*** Opening of DATA IN THIS EXERCISE ***

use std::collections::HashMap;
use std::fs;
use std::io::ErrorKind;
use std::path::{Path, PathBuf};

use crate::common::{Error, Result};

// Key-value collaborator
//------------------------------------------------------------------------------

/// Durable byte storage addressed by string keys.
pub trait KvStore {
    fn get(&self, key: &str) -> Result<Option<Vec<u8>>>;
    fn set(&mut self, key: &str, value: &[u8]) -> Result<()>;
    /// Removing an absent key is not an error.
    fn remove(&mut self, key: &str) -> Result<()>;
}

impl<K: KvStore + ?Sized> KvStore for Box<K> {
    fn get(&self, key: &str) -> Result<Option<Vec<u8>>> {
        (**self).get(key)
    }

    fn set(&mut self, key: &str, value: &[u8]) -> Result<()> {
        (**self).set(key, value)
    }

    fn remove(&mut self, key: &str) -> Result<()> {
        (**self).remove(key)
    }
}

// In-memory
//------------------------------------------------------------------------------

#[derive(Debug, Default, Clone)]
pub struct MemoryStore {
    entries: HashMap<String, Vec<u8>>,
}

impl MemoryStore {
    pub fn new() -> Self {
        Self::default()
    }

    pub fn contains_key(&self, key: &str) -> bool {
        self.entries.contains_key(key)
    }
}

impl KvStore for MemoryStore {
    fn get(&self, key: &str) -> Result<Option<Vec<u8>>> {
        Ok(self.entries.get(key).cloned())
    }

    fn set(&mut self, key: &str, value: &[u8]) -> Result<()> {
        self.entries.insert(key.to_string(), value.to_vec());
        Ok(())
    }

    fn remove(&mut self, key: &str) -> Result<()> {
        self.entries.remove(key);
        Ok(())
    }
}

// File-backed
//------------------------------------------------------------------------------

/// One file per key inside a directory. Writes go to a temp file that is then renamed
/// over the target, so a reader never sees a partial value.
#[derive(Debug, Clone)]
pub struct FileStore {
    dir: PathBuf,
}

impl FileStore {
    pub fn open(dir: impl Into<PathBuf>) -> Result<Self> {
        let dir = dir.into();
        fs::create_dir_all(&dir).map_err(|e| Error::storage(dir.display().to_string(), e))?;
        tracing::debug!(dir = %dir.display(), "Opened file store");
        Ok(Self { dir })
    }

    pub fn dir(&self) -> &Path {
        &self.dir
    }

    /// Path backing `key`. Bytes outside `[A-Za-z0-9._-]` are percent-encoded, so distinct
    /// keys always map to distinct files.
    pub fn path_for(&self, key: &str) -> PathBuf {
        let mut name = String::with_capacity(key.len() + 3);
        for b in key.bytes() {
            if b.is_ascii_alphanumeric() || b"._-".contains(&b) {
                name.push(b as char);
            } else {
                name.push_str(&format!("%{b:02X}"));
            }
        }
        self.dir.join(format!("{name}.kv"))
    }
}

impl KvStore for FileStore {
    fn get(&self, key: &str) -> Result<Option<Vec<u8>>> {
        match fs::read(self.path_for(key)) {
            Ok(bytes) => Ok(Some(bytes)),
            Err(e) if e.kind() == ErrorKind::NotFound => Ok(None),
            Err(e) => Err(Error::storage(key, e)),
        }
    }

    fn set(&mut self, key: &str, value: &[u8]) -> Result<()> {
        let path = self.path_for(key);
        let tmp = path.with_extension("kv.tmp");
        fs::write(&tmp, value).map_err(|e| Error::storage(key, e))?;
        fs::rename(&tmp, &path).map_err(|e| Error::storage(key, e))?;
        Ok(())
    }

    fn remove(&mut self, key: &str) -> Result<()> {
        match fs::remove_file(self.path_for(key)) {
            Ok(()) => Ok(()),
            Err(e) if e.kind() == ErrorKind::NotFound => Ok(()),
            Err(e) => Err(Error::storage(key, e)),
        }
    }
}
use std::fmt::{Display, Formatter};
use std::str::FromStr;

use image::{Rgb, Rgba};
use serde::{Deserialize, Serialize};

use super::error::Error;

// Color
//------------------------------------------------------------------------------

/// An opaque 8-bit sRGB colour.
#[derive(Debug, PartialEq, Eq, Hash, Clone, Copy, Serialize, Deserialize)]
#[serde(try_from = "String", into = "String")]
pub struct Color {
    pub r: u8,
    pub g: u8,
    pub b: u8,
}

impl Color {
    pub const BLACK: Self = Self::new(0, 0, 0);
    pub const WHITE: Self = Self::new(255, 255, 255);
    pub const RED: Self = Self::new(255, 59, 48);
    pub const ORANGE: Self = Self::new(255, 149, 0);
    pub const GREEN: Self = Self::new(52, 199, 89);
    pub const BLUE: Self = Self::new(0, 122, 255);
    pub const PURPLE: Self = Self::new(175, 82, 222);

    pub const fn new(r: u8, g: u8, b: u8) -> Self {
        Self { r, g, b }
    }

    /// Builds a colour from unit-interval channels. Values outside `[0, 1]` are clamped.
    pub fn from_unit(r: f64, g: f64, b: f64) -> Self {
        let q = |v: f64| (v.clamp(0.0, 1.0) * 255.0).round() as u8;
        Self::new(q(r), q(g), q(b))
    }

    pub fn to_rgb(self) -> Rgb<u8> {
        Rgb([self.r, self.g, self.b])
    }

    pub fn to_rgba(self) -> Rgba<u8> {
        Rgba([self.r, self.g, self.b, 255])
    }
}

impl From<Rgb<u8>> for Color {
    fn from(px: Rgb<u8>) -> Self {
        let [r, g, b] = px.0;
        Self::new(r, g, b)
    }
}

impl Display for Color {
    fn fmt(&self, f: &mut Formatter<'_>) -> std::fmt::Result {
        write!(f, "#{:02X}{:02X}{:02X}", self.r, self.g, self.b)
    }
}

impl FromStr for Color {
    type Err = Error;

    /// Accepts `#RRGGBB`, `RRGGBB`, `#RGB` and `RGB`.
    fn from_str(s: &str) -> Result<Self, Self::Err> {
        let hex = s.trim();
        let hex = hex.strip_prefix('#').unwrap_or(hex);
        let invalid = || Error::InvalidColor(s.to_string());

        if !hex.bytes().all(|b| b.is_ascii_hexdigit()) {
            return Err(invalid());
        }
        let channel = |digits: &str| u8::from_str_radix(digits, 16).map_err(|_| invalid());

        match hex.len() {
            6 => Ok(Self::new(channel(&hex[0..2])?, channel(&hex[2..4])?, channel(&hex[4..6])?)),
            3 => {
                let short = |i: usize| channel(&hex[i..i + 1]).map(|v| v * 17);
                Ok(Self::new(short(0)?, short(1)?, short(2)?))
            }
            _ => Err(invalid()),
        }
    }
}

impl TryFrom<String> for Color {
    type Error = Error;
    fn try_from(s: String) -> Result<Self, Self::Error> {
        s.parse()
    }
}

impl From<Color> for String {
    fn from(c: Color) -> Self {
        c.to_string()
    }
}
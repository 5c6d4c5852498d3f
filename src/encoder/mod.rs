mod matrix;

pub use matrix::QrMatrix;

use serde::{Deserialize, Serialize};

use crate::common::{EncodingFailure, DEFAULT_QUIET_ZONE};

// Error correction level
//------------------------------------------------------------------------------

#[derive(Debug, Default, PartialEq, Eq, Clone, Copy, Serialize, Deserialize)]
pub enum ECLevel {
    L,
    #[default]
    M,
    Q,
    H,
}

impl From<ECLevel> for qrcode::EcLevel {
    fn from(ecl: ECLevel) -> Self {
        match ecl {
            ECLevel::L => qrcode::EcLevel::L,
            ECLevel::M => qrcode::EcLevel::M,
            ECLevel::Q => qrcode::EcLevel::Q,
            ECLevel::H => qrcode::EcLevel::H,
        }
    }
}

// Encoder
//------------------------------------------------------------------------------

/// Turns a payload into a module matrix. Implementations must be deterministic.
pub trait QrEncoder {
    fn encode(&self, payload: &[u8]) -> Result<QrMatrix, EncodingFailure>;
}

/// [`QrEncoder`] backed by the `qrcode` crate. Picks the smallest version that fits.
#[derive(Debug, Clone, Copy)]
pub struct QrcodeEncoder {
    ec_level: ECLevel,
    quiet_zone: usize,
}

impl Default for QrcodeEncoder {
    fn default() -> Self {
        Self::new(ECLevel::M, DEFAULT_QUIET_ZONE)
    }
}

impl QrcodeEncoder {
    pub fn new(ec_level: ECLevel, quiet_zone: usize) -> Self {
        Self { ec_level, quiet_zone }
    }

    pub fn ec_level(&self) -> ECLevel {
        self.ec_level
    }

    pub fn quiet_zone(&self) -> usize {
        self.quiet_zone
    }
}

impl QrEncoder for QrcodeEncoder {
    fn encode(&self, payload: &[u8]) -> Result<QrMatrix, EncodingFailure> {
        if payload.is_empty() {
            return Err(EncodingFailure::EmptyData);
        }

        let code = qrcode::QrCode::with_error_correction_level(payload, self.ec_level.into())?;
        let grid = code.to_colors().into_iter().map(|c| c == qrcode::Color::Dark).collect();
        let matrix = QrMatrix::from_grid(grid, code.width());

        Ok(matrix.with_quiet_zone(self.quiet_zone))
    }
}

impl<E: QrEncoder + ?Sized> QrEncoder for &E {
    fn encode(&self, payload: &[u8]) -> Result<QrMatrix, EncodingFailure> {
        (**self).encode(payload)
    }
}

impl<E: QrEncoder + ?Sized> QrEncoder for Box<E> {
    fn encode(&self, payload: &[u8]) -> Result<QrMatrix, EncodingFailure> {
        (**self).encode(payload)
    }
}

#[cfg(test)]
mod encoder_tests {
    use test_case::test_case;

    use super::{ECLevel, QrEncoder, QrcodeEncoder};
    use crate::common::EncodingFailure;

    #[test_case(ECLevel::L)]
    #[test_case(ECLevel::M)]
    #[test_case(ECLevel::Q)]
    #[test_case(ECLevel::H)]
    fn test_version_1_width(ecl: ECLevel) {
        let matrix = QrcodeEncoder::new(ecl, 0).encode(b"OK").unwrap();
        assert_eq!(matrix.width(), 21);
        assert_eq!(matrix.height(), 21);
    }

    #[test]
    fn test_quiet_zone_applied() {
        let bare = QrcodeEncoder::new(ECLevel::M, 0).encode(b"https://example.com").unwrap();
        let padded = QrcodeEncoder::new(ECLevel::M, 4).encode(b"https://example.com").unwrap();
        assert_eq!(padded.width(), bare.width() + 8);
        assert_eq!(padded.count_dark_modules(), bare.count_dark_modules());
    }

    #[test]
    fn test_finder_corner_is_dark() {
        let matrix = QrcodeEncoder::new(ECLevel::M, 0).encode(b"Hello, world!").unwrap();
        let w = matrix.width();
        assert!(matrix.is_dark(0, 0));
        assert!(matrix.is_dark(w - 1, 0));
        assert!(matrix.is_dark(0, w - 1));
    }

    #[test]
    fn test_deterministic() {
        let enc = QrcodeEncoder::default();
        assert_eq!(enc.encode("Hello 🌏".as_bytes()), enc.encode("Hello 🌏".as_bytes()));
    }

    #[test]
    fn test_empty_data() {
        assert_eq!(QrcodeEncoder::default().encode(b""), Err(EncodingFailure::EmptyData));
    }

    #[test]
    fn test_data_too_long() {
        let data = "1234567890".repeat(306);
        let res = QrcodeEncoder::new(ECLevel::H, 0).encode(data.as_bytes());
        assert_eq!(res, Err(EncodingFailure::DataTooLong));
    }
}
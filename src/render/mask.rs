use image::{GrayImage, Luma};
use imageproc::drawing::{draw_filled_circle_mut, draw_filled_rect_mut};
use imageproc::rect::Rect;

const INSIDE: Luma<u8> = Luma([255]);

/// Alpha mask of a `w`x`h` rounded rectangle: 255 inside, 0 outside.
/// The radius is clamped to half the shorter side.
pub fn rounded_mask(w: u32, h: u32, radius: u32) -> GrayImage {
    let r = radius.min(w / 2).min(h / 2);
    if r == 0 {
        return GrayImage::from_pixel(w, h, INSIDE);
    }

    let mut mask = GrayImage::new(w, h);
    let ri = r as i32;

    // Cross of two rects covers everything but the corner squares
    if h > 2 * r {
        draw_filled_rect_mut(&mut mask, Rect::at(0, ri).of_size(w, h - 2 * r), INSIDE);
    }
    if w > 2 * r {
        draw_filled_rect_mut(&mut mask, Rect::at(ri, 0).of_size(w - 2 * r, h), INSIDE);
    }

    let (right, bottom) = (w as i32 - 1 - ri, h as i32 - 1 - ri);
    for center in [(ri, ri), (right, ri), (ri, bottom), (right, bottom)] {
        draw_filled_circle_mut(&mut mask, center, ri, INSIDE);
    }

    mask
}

*** Close of DATA IN THIS EXERCISE ***

-- WHAT THE TASK REQUIRES --
Among the lines above, which ones include the word "outside"? Copy them.

-- TASK SOLUTION --
    /// Path backing `key`. Bytes outside `[A-Za-z0-9._-]` are percent-encoded, so distinct
    /// Builds a colour from unit-interval channels. Values outside `[0, 1]` are clamped.
/// Alpha mask of a `w`x`h` rounded rectangle: 255 inside, 0 outside.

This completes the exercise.